Graduating in economics from Trinity in 1977, with most of his class emigrating, Holmes cut his teeth as an inspector of taxes with the Revenue Commissioners.
"The culture around tax was terrible,” he recalls. "Not only was the private sector wantonly evading or avoiding tax, but the government was giving away tax left, right and centre.”
Of the exporting companies under his watch, he says: "All of their profits were being written off against export sales relief or various incentives; there was very little revenue actually collected.” It was an antiquated system where appeals took years to settle, he says. "It was a very bad culture, I hope it’s improved now.”
After seven years, a tip-off from a friend saw Holmes respond to a newspaper advertisement seeking an inspector of taxes for the remote Pacific island of Kiribati.

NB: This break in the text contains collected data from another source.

use serde::Serialize;
use serde_json::Value;

use crate::cli::OutputFormat;
use crate::ui;

pub mod table;
mod views;

/// Responses that know which columns to show in `--format table`.
pub trait Tabular {
    fn headers(&self) -> Vec<&'static str>;
    fn rows(&self) -> Vec<Vec<String>>;
}

/// Render a serializable response to a string in the requested format.
pub fn render<T: Serialize>(value: &T, format: OutputFormat) -> anyhow::Result<String> {
    match format {
        OutputFormat::Json => Ok(serde_json::to_string_pretty(value)?),
        OutputFormat::Table => render_object_table(value),
        OutputFormat::Raw => Ok(serde_json::to_string(value)?),
    }
}

/// Like [`render`], but tables use the response's own columns.
pub fn render_tabular<T: Serialize + Tabular>(value: &T, format: OutputFormat) -> anyhow::Result<String> {
    match format {
        OutputFormat::Table => {
            let rows = value.rows();
            if rows.is_empty() {
                return Ok(String::from("(no rows)"));
            }
            Ok(table::render_table(&value.headers(), &rows, table_options()))
        }
        OutputFormat::Json | OutputFormat::Raw => render(value, format),
    }
}

/// Print a serializable response in the requested format.
pub fn output<T: Serialize>(value: &T, format: OutputFormat) -> anyhow::Result<()> {
    let rendered = render(value, format)?;
    println!("{rendered}");
    Ok(())
}

pub fn output_tabular<T: Serialize + Tabular>(value: &T, format: OutputFormat) -> anyhow::Result<()> {
    let rendered = render_tabular(value, format)?;
    println!("{rendered}");
    Ok(())
}

fn table_options() -> table::TableOptions {
    let prefs = ui::prefs();
    table::TableOptions {
        max_width: prefs.term_width,
        color: prefs.table_color,
    }
}

/// Two-column key/value table of a response's top-level fields.
fn render_object_table<T: Serialize>(value: &T) -> anyhow::Result<String> {
    let value = serde_json::to_value(value)?;
    let rows = match value {
        Value::Object(map) => map
            .into_iter()
            .map(|(key, value)| vec![key, value_to_cell(&value)])
            .collect::<Vec<_>>(),
        scalar => vec![vec![String::from("value"), value_to_cell(&scalar)]],
    };
    Ok(table::render_table(&["key", "value"], &rows, table_options()))
}

pub(crate) fn value_to_cell(value: &Value) -> String {
    match value {
        Value::Null => String::from("-"),
        Value::Bool(v) => v.to_string(),
        Value::Number(v) => v.to_string(),
        Value::String(v) => v.clone(),
        other => serde_json::to_string(other).unwrap_or_else(|_| String::from("<invalid-json>")),
    }
}

#[cfg(test)]
mod tests {
    use pretty_assertions::assert_eq;
    use serde::Serialize;

    use super::{Tabular, render, render_tabular};
    use crate::cli::OutputFormat;

    #[derive(Serialize)]
    struct Example {
        programme: &'static str,
        filled: u32,
        note: Option<String>,
    }

    impl Tabular for Example {
        fn headers(&self) -> Vec<&'static str> {
            vec!["programme", "filled"]
        }

        fn rows(&self) -> Vec<Vec<String>> {
            vec![vec![self.programme.to_string(), self.filled.to_string()]]
        }
    }

    fn example() -> Example {
        Example {
            programme: "Law",
            filled: 3,
            note: None,
        }
    }

    #[test]
    fn json_render_is_valid_json() {
        let out = render(&example(), OutputFormat::Json).expect("json render should work");
        let parsed: serde_json::Value = serde_json::from_str(&out).expect("json should parse");
        assert_eq!(parsed["programme"], "Law");
        assert_eq!(parsed["filled"], 3);
        assert!(parsed["note"].is_null());
    }

    #[test]
    fn raw_render_is_single_line_json() {
        let out = render(&example(), OutputFormat::Raw).expect("raw render should work");
        assert!(!out.contains('\n'));
    }

    #[test]
    fn object_table_lists_fields() {
        let out = render(&example(), OutputFormat::Table).expect("table render should work");
        assert!(out.lines().next().is_some_and(|line| line.starts_with("key")));
        assert!(out.contains("programme  Law"));
        assert!(out.contains("note       -"));
    }

    #[test]
    fn tabular_table_uses_own_columns() {
        let out = render_tabular(&example(), OutputFormat::Table).expect("table render should work");
        let first = out.lines().next().unwrap_or_default();
        assert_eq!(first, "programme  filled");
        assert!(!out.contains("note"));
    }

    #[test]
    fn tabular_json_is_unchanged() {
        let out = render_tabular(&example(), OutputFormat::Raw).expect("raw render should work");
        assert!(out.contains("\"note\":null"));
    }
}
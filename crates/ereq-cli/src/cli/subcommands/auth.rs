use clap::Subcommand;

/// Authentication commands.
#[derive(Clone, Debug, Subcommand)]
pub enum AuthCommands {
    /// Sign in with Google via the browser.
    Login,
    /// Revoke and clear stored credentials.
    Logout,
    /// Show current auth status.
    Status,
}
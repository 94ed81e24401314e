//! Configuration error types.

use thiserror::Error;

#[derive(Debug, Error)]
pub enum ConfigError {
    /// Figment extraction or merge error.
    #[error("Configuration error: {0}")]
    Figment(#[from] figment::Error),

    /// A required configuration section is not configured.
    #[error("Configuration section '{section}' is not configured (run `ereq setup`)")]
    NotConfigured { section: String },

    /// A configuration field has an invalid value.
    #[error("Invalid configuration value for '{field}': {reason}")]
    InvalidValue { field: String, reason: String },

    /// The user config file could not be read or written.
    #[error("Failed to persist configuration to {path}: {reason}")]
    Persist { path: String, reason: String },
}
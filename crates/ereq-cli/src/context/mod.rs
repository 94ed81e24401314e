mod app_context;
mod config_warnings;

pub use app_context::{AppContext, layout};
pub use config_warnings::warn_unconfigured;
/// Number of entries to show: `--limit` when given, else the configured default.
#[must_use]
pub fn entry_count(flag: Option<u32>, configured: u32) -> usize {
    usize::try_from(flag.unwrap_or(configured)).unwrap_or(usize::MAX)
}

/// Convert a limit into a `take` count.
#[must_use]
pub fn as_count(limit: u32) -> usize {
    usize::try_from(limit).unwrap_or(usize::MAX)
}
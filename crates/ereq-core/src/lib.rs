//! # ereq-core
//!
//! Core types shared by every crate of the entry requirements manager:
//! - Field schema and record types mirroring the requirements sheet
//! - Audit entries, field-level changes, and the last-updated view
//! - The signed-in user profile
//! - Edit-session states with their allowed transitions
//! - The sheet timestamp format
//! - CLI response types
//! - Cross-cutting error types

pub mod entities;
pub mod enums;
pub mod errors;
pub mod responses;
pub mod timestamp;

pub use errors::CoreError;
//! The signed-in session: who is editing and what they loaded.

use std::collections::BTreeMap;

use ereq_core::entities::UserProfile;
use ereq_sheets::{SheetLayout, SheetsApi};

use crate::access;
use crate::commit::CommitOutcome;
use crate::edit::EditSession;
use crate::error::StoreError;
use crate::store::EntryStore;

struct Active<S> {
    profile: UserProfile,
    store: EntryStore<S>,
}

/// One signed-in user and their loaded sheet.
///
/// Everything belongs to the session object; [`Session::reset`] on sign-out
/// drops the profile, the cache, the changelog and the derived index at once.
pub struct Session<S> {
    active: Option<Active<S>>,
}

impl<S: SheetsApi> Session<S> {
    /// Check the user against the access list, then load the sheet.
    ///
    /// # Errors
    ///
    /// Returns `StoreError::AccessDenied` for users not on the list,
    /// `StoreError::RemoteRead` if the access list or records cannot be read,
    /// and `StoreError::Schema` for a malformed records tab.
    pub async fn open(
        sheets: S,
        layout: SheetLayout,
        profile: UserProfile,
    ) -> Result<Self, StoreError> {
        access::verify(&sheets, &layout, &profile.email).await?;
        let store = EntryStore::load(sheets, layout).await?;
        tracing::info!(
            email = %profile.email,
            records = store.records().len(),
            changelog = store.audit().len(),
            "session opened"
        );
        Ok(Self {
            active: Some(Active { profile, store }),
        })
    }

    #[must_use]
    pub fn is_open(&self) -> bool {
        self.active.is_some()
    }

    #[must_use]
    pub fn profile(&self) -> Option<&UserProfile> {
        self.active.as_ref().map(|a| &a.profile)
    }

    /// # Errors
    ///
    /// Returns `StoreError::NotAuthenticated` after a reset.
    pub fn store(&self) -> Result<&EntryStore<S>, StoreError> {
        self.active
            .as_ref()
            .map(|a| &a.store)
            .ok_or(StoreError::NotAuthenticated)
    }

    fn active_mut(&mut self) -> Result<&mut Active<S>, StoreError> {
        self.active.as_mut().ok_or(StoreError::NotAuthenticated)
    }

    /// Forget the user and everything loaded for them.
    pub fn reset(&mut self) {
        if let Some(active) = self.active.take() {
            tracing::debug!(email = %active.profile.email, "session reset");
        }
    }

    /// # Errors
    ///
    /// See [`EntryStore::reload`]; `StoreError::NotAuthenticated` after a reset.
    pub async fn reload(&mut self) -> Result<(), StoreError> {
        self.active_mut()?.store.reload().await
    }

    /// Full-form save as the signed-in user.
    ///
    /// # Errors
    ///
    /// See [`EntryStore::commit_record_edit`]; `StoreError::NotAuthenticated`
    /// after a reset.
    pub async fn commit_record_edit(
        &mut self,
        index: usize,
        values: &BTreeMap<String, String>,
    ) -> Result<CommitOutcome, StoreError> {
        let Active { profile, store } = self.active_mut()?;
        store.commit_record_edit(profile, index, values).await
    }

    /// Quick single-field save as the signed-in user.
    ///
    /// # Errors
    ///
    /// See [`EntryStore::commit_field_edit`]; `StoreError::NotAuthenticated`
    /// after a reset.
    pub async fn commit_field_edit(
        &mut self,
        index: usize,
        field: &str,
        value: &str,
    ) -> Result<CommitOutcome, StoreError> {
        let Active { profile, store } = self.active_mut()?;
        store.commit_field_edit(profile, index, field, value).await
    }

    /// Start editing the record with `key`, draft seeded from the cache.
    ///
    /// # Errors
    ///
    /// Returns `StoreError::NotFound` for an unknown key.
    pub fn begin_edit(&self, key: &str) -> Result<EditSession, StoreError> {
        let records = self.store()?.records();
        let index = records.index_of(key)?;
        let record = records.get(index)?;
        let mut edit = EditSession::new(index, &record.key);
        edit.begin(record)?;
        Ok(edit)
    }

    /// Commit the whole draft of `edit`.
    ///
    /// On failure `edit` ends in `save_failed` with its draft intact.
    ///
    /// # Errors
    ///
    /// See [`Session::commit_record_edit`], plus
    /// `StoreError::InvalidTransition` if `edit` is not being edited.
    pub async fn save_edit(&mut self, edit: &mut EditSession) -> Result<CommitOutcome, StoreError> {
        edit.start_save()?;
        let result = self.commit_record_edit(edit.index(), edit.draft()).await;
        edit.finish_save(result.is_ok())?;
        result
    }

    /// Commit one field of the draft of `edit` as a single-cell write.
    ///
    /// # Errors
    ///
    /// See [`Session::save_edit`].
    pub async fn save_field(
        &mut self,
        edit: &mut EditSession,
        field: &str,
    ) -> Result<CommitOutcome, StoreError> {
        edit.start_save()?;
        let value = edit.draft().get(field).cloned().unwrap_or_default();
        let result = self.commit_field_edit(edit.index(), field, &value).await;
        edit.finish_save(result.is_ok())?;
        result
    }
}
use ereq_core::responses::AuditListResponse;
use ereq_store::AuditLog;

use crate::cli::GlobalFlags;
use crate::cli::root_commands::ProgrammeArgs;
use crate::commands::shared::limit::entry_count;
use crate::context::AppContext;
use crate::output::output_tabular;

/// Handle `ereq history`.
pub fn handle(args: &ProgrammeArgs, ctx: &mut AppContext, flags: &GlobalFlags) -> anyhow::Result<()> {
    let store = ctx.session.store()?;
    let programme = &store.records().get_by_key(&args.programme)?.key;
    let limit = entry_count(flags.limit, ctx.config.general.entry_limit());
    output_tabular(&build(store.audit(), programme, limit), flags.format)
}

fn build(audit: &AuditLog, programme: &str, limit: usize) -> AuditListResponse {
    let entries = audit.entries_for(programme);
    AuditListResponse {
        programme: Some(programme.to_string()),
        total_entries: u32::try_from(entries.clone().count()).unwrap_or(u32::MAX),
        entries: entries.take(limit).cloned().collect(),
    }
}
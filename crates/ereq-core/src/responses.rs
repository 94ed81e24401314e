//! CLI response types returned as JSON by `ereq` commands.
//!
//! These structs define the shape of output for `ereq list`, `ereq view`,
//! `ereq edit`/`ereq set`, `ereq history`, and `ereq changelog`.

use std::collections::BTreeMap;

use schemars::JsonSchema;
use serde::{Deserialize, Serialize};

use crate::entities::{AuditEntry, FieldChange, LastUpdate};

/// One programme line of `ereq list`.
#[derive(Debug, Clone, Serialize, Deserialize, JsonSchema, PartialEq, Eq)]
pub struct ProgrammeSummary {
    pub programme: String,
    pub filled: u32,
    pub total: u32,
    pub percent_complete: u8,
    pub last_updated: Option<LastUpdate>,
}

/// Response from `ereq list`.
#[derive(Debug, Clone, Serialize, Deserialize, JsonSchema, PartialEq, Eq)]
pub struct ProgrammeListResponse {
    pub query: Option<String>,
    pub programmes: Vec<ProgrammeSummary>,
    pub total_programmes: u32,
}

/// A filled qualification and its requirement text.
#[derive(Debug, Clone, Serialize, Deserialize, JsonSchema, PartialEq, Eq)]
pub struct Requirement {
    pub qualification: String,
    pub requirement: String,
}

/// Response from `ereq view`.
#[derive(Debug, Clone, Serialize, Deserialize, JsonSchema, PartialEq, Eq)]
pub struct ProgrammeViewResponse {
    pub programme: String,
    pub summary: String,
    pub requirements: Vec<Requirement>,
    pub last_updated: Option<LastUpdate>,
}

/// Response from `ereq edit` and `ereq set`.
#[derive(Debug, Clone, Serialize, Deserialize, JsonSchema, PartialEq, Eq)]
pub struct SaveResponse {
    pub programme: String,
    pub saved: bool,
    pub fields_changed: u32,
    pub changes: Vec<FieldChange>,
    /// Set when the row was saved but the changelog append failed.
    pub audit_warning: Option<String>,
    /// Unsaved input, echoed back when the save was rejected.
    pub draft: Option<BTreeMap<String, String>>,
    pub message: String,
}

/// Response from `ereq history` and `ereq changelog`.
#[derive(Debug, Clone, Serialize, Deserialize, JsonSchema, PartialEq, Eq)]
pub struct AuditListResponse {
    pub programme: Option<String>,
    pub entries: Vec<AuditEntry>,
    pub total_entries: u32,
}
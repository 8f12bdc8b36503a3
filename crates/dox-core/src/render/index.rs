//! Alphabetical index buckets.

use crate::types::Policy;
use std::cmp::Ordering;
use unicode_normalization::char::is_combining_mark;
use unicode_normalization::UnicodeNormalization;

/// Policies sharing the same folded initial, sorted by title.
#[derive(Debug, Clone, PartialEq)]
pub struct IndexBucket<'a> {
    pub letter: String,
    pub policies: Vec<&'a Policy>,
}

/// Title folded for comparison: trimmed, accents stripped, lowercased.
#[must_use]
pub fn collation_key(title: &str) -> String {
    title
        .trim()
        .nfd()
        .filter(|c| !is_combining_mark(*c))
        .flat_map(char::to_lowercase)
        .collect()
}

/// Bucket letter of a title: the uppercased initial of its collation key,
/// `#` when that is not alphabetic or the title is blank.
#[must_use]
pub fn initial_of(title: &str) -> String {
    match collation_key(title).chars().next() {
        Some(c) if c.is_alphabetic() => c.to_uppercase().collect(),
        _ => String::from("#"),
    }
}

/// Index order: bucket letter, then collation key, then the raw title.
#[must_use]
pub fn compare_titles(a: &str, b: &str) -> Ordering {
    initial_of(a)
        .cmp(&initial_of(b))
        .then_with(|| collation_key(a).cmp(&collation_key(b)))
        .then_with(|| a.cmp(b))
}

/// Sort `policies` by title and bucket them by initial, buckets in
/// ascending order.
#[must_use]
pub fn index_buckets<'a>(policies: impl IntoIterator<Item = &'a Policy>) -> Vec<IndexBucket<'a>> {
    let mut keyed: Vec<(String, String, &'a Policy)> = policies
        .into_iter()
        .map(|p| (initial_of(&p.title), collation_key(&p.title), p))
        .collect();
    keyed.sort_by(|a, b| {
        a.0.cmp(&b.0)
            .then_with(|| a.1.cmp(&b.1))
            .then_with(|| a.2.title.cmp(&b.2.title))
    });

    let mut buckets: Vec<IndexBucket<'a>> = Vec::new();
    for (letter, _, policy) in keyed {
        match buckets.last_mut() {
            Some(bucket) if bucket.letter == letter => bucket.policies.push(policy),
            _ => buckets.push(IndexBucket {
                letter,
                policies: vec![policy],
            }),
        }
    }
    buckets
}

#[cfg(test)]
mod tests {
    use super::*;
    use crate::types::{PolicyCategory, PolicyNumber};

    fn titled(n: u32, title: &str) -> Policy {
        let number = PolicyNumber::parse(format!("GEN-IDX-{n:03}")).unwrap();
        Policy::new(n.to_string(), number, title, PolicyCategory::Governance, "text")
    }

    #[test]
    fn test_buckets_are_sorted_case_insensitively() {
        let policies = vec![
            titled(1, "Zebra Policy"),
            titled(2, "apple Rule"),
            titled(3, "Banana Code"),
        ];
        let buckets = index_buckets(&policies);
        let letters: Vec<&str> = buckets.iter().map(|b| b.letter.as_str()).collect();
        assert_eq!(letters, vec!["A", "B", "Z"]);
        assert_eq!(buckets[0].policies[0].title, "apple Rule");
    }

    #[test]
    fn test_same_initial_shares_a_bucket() {
        let policies = vec![titled(1, "beta"), titled(2, "Alpha"), titled(3, "alpine")];
        let buckets = index_buckets(&policies);
        assert_eq!(buckets.len(), 2);
        let titles: Vec<&str> = buckets[0].policies.iter().map(|p| p.title.as_str()).collect();
        assert_eq!(titles, vec!["Alpha", "alpine"]);
    }

    #[test]
    fn test_initial_of_folds_accents_and_blanks() {
        assert_eq!(initial_of(""), "#");
        assert_eq!(initial_of("   "), "#");
        assert_eq!(initial_of("éclair"), "E");
        assert_eq!(initial_of("  zoning"), "Z");
        assert_eq!(initial_of("2024 Calendar"), "#");
    }

    #[test]
    fn test_leading_whitespace_joins_its_letter_bucket() {
        let policies = vec![
            titled(1, " Zebra Policy"),
            titled(2, "apple Rule"),
            titled(3, "Zoning Code"),
        ];
        let buckets = index_buckets(&policies);
        let letters: Vec<&str> = buckets.iter().map(|b| b.letter.as_str()).collect();
        assert_eq!(letters, vec!["A", "Z"]);
        let titles: Vec<&str> = buckets[1].policies.iter().map(|p| p.title.as_str()).collect();
        assert_eq!(titles, vec![" Zebra Policy", "Zoning Code"]);
    }

    #[test]
    fn test_accented_titles_sort_with_their_base_letter() {
        let policies = vec![
            titled(1, "Zebra Policy"),
            titled(2, "Éligibilité Rules"),
            titled(3, "Facility Code"),
            titled(4, "Eligibility Appeals"),
        ];
        let buckets = index_buckets(&policies);
        let letters: Vec<&str> = buckets.iter().map(|b| b.letter.as_str()).collect();
        assert_eq!(letters, vec!["E", "F", "Z"]);
        let titles: Vec<&str> = buckets[0].policies.iter().map(|p| p.title.as_str()).collect();
        assert_eq!(titles, vec!["Éligibilité Rules", "Eligibility Appeals"]);
    }

    #[test]
    fn test_compare_titles_matches_bucket_order() {
        assert_eq!(compare_titles("#1 Rule", "apple"), Ordering::Less);
        assert_eq!(compare_titles("eclair", "Éclair"), Ordering::Less);
        assert_eq!(compare_titles(" beta", "Alpha"), Ordering::Greater);
    }
}
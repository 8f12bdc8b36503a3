//! Manual registry writes.
//!
//! A generated manual is recorded in three steps: the descriptor is inserted
//! as `pending`, the section links are batch-inserted, and the descriptor is
//! flipped to `complete`. Readers only list complete descriptors, so a
//! manual's sections are visible exactly when the manual is.

use crate::error::Result;
use crate::store::PolicyStore;
use crate::types::{ManualSection, ManualStatus, NewManual, Policy};
use log::{info, warn};

/// Result of a registry write.
#[derive(Debug, Clone, PartialEq, Eq)]
pub struct RegistryOutcome {
    pub manual_id: String,
    pub status: ManualStatus,
    pub sections_written: usize,
}

/// One section per policy, numbered from 1 in list order and titled with the
/// policy's category tag.
#[must_use]
pub fn sections_for(manual_id: &str, policies: &[Policy]) -> Vec<ManualSection> {
    policies
        .iter()
        .zip(1u32..)
        .map(|(policy, order)| ManualSection {
            manual_id: manual_id.to_string(),
            policy_id: policy.id.clone(),
            section_order: order,
            section_title: policy.category.as_str().to_string(),
        })
        .collect()
}

/// Writes manual descriptors and their section links.
pub struct RegistryWriter<'s> {
    store: &'s dyn PolicyStore,
}

impl<'s> RegistryWriter<'s> {
    #[must_use]
    pub fn new(store: &'s dyn PolicyStore) -> Self {
        Self { store }
    }

    /// Record `manual` with one section per policy.
    ///
    /// A failed section insert or completion flip is logged and reported as a
    /// `Pending` outcome; the descriptor stays hidden from readers.
    ///
    /// # Errors
    ///
    /// Returns the store's error only if the descriptor insert itself fails.
    pub fn record(&self, manual: NewManual, policies: &[Policy]) -> Result<RegistryOutcome> {
        let descriptor = self.store.insert_manual(manual)?;
        let sections = sections_for(&descriptor.id, policies);

        if let Err(e) = self.store.insert_sections(&sections) {
            warn!(
                "Manual {} left pending: failed to write {} section(s): {e}",
                descriptor.id,
                sections.len()
            );
            return Ok(RegistryOutcome {
                manual_id: descriptor.id,
                status: ManualStatus::Pending,
                sections_written: 0,
            });
        }

        if let Err(e) = self.store.mark_manual_complete(&descriptor.id) {
            warn!("Manual {} left pending: failed to mark complete: {e}", descriptor.id);
            return Ok(RegistryOutcome {
                manual_id: descriptor.id,
                status: ManualStatus::Pending,
                sections_written: sections.len(),
            });
        }

        info!(
            "Registered manual {} with {} section(s)",
            descriptor.id,
            sections.len()
        );
        Ok(RegistryOutcome {
            manual_id: descriptor.id,
            status: ManualStatus::Complete,
            sections_written: sections.len(),
        })
    }
}
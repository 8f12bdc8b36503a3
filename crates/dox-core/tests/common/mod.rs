//! Common test fixtures

#![allow(dead_code)]

use dox_core::{
    DoxError, InMemoryStore, ManualDescriptor, ManualSection, NewManual, Policy, PolicyCategory,
    PolicyNumber, PolicyQuery, PolicyStore, PolicyVersion, Result, Sport,
};
use std::sync::atomic::{AtomicUsize, Ordering};
use std::sync::Arc;

/// A policy whose content is `lines` short paragraphs.
pub fn policy(
    id: &str,
    number: &str,
    title: &str,
    category: PolicyCategory,
    lines: usize,
) -> Policy {
    let content = (1..=lines)
        .map(|i| format!("Paragraph {i} of {title}."))
        .collect::<Vec<_>>()
        .join("\n");
    Policy::new(
        id,
        PolicyNumber::parse(number).expect("fixture policy number"),
        title,
        category,
        content,
    )
    .with_summary(format!("Summary of {title}"))
}

/// Store with 4 officiating policies and nothing else.
pub fn officiating_store() -> InMemoryStore {
    let store = InMemoryStore::new();
    for n in 1..=4 {
        store
            .insert_policy(policy(
                &format!("off-{n}"),
                &format!("BSB-OFF-{n:03}"),
                &format!("Officiating Rule {n}"),
                PolicyCategory::Officiating,
                12,
            ))
            .expect("insert fixture policy");
    }
    store
}

/// Store spanning several sports and categories.
pub fn mixed_store() -> InMemoryStore {
    let store = InMemoryStore::new();
    store
        .insert_sport(Sport::new(1, "Baseball", "BSB"))
        .expect("insert sport");
    store
        .insert_sport(Sport::new(2, "Football", "FB"))
        .expect("insert sport");

    let fixtures = [
        ("b1", "BSB-OFF-001", "Umpire Assignments", PolicyCategory::Officiating, Some(1)),
        ("b2", "BSB-SCH-001", "Series Scheduling", PolicyCategory::SchedulingPolicies, Some(1)),
        ("f1", "FB-OFF-001", "Replay Officials", PolicyCategory::Officiating, Some(2)),
        ("g1", "GEN-GOV-001", "Board Voting", PolicyCategory::Governance, None),
        ("g2", "GEN-ELG-001", "Transfer Eligibility", PolicyCategory::Eligibility, None),
    ];
    for (id, number, title, category, sport) in fixtures {
        let mut p = policy(id, number, title, category, 3);
        p.sport_id = sport;
        store.insert_policy(p).expect("insert fixture policy");
    }
    store
}

/// Store decorator that fails chosen operations and counts fetches.
pub struct FaultyStore {
    pub inner: InMemoryStore,
    pub fail_fetch: bool,
    pub fetches: AtomicUsize,
}

impl FaultyStore {
    pub fn failing_fetch(inner: InMemoryStore) -> Arc<Self> {
        Arc::new(Self {
            inner,
            fail_fetch: true,
            fetches: AtomicUsize::new(0),
        })
    }
}

impl PolicyStore for FaultyStore {
    fn fetch_policies(&self, query: &PolicyQuery) -> Result<(Vec<Policy>, usize)> {
        self.fetches.fetch_add(1, Ordering::SeqCst);
        if self.fail_fetch {
            return Err(DoxError::Upstream("connection refused".to_string()));
        }
        self.inner.fetch_policies(query)
    }

    fn get_policy(&self, id: &str) -> Result<Option<Policy>> {
        self.inner.get_policy(id)
    }

    fn find_policy_by_number(&self, policy_number: &str) -> Result<Option<Policy>> {
        self.inner.find_policy_by_number(policy_number)
    }

    fn create_policy(&self, policy: Policy) -> Result<()> {
        self.inner.create_policy(policy)
    }

    fn update_policy(&self, policy: Policy) -> Result<()> {
        self.inner.update_policy(policy)
    }

    fn insert_policy_version(&self, version: PolicyVersion) -> Result<()> {
        self.inner.insert_policy_version(version)
    }

    fn policy_versions(&self, policy_id: &str, limit: usize) -> Result<Vec<PolicyVersion>> {
        self.inner.policy_versions(policy_id, limit)
    }

    fn list_sports(&self, active_only: bool) -> Result<Vec<Sport>> {
        self.inner.list_sports(active_only)
    }

    fn get_sport(&self, id: i64) -> Result<Option<Sport>> {
        self.inner.get_sport(id)
    }

    fn insert_manual(&self, manual: NewManual) -> Result<ManualDescriptor> {
        self.inner.insert_manual(manual)
    }

    fn insert_sections(&self, sections: &[ManualSection]) -> Result<()> {
        self.inner.insert_sections(sections)
    }

    fn mark_manual_complete(&self, manual_id: &str) -> Result<()> {
        self.inner.mark_manual_complete(manual_id)
    }

    fn get_manual(&self, id: &str) -> Result<Option<ManualDescriptor>> {
        self.inner.get_manual(id)
    }

    fn list_manuals(&self) -> Result<Vec<ManualDescriptor>> {
        self.inner.list_manuals()
    }

    fn manual_sections(&self, manual_id: &str) -> Result<Vec<ManualSection>> {
        self.inner.manual_sections(manual_id)
    }
}
use serde::{Deserialize, Serialize};

/// A sport that policies can be scoped to.
#[derive(Debug, Clone, PartialEq, Eq, Serialize, Deserialize)]
pub struct Sport {
    pub id: i64,
    pub name: String,
    pub abbreviation: String,
    #[serde(default = "default_active")]
    pub active: bool,
}

const fn default_active() -> bool {
    true
}

impl Sport {
    #[must_use]
    pub fn new(id: i64, name: impl Into<String>, abbreviation: impl Into<String>) -> Self {
        Self {
            id,
            name: name.into(),
            abbreviation: abbreviation.into(),
            active: true,
        }
    }
}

"I didn’t know where the country was when I applied,” he admits. "But for me it was an opportunity to do something in development and use my tax knowledge to help a country.”
Swapping Dublin for silvery sands and azure waters, his international career began. Newly independent from the UK, Holmes helped the country get on its feet financially. Raising tax collection by 400 per cent, he also negotiated a double taxation agreement with Australia that made Aussie fishing boats a taxable entity of Kiribati. "That made a huge difference to fiscal controls,” he says.
Seven years later, a job offer with the British government’s overseas development association in Lesotho brought him to Africa.
"Africa was a shock,” he says. "In the Pacific, you never saw a gun but the first thing you see in Africa is AK47s everywhere.” Six months into the job, on his way to meet the minister for finance one afternoon, Holmes was kidnapped. Four men with guns, with eyes on his car, drove him into the mountains. "They got me out of the car, put a gun to my head and said ‘run’. That was the scary part, I wasn’t sure if they were going to shoot me in the back as I ran.”
While his employers gave him a couple of weeks leave to recover, he notes wryly: "I wish to hell I’d had some counselling at the time.”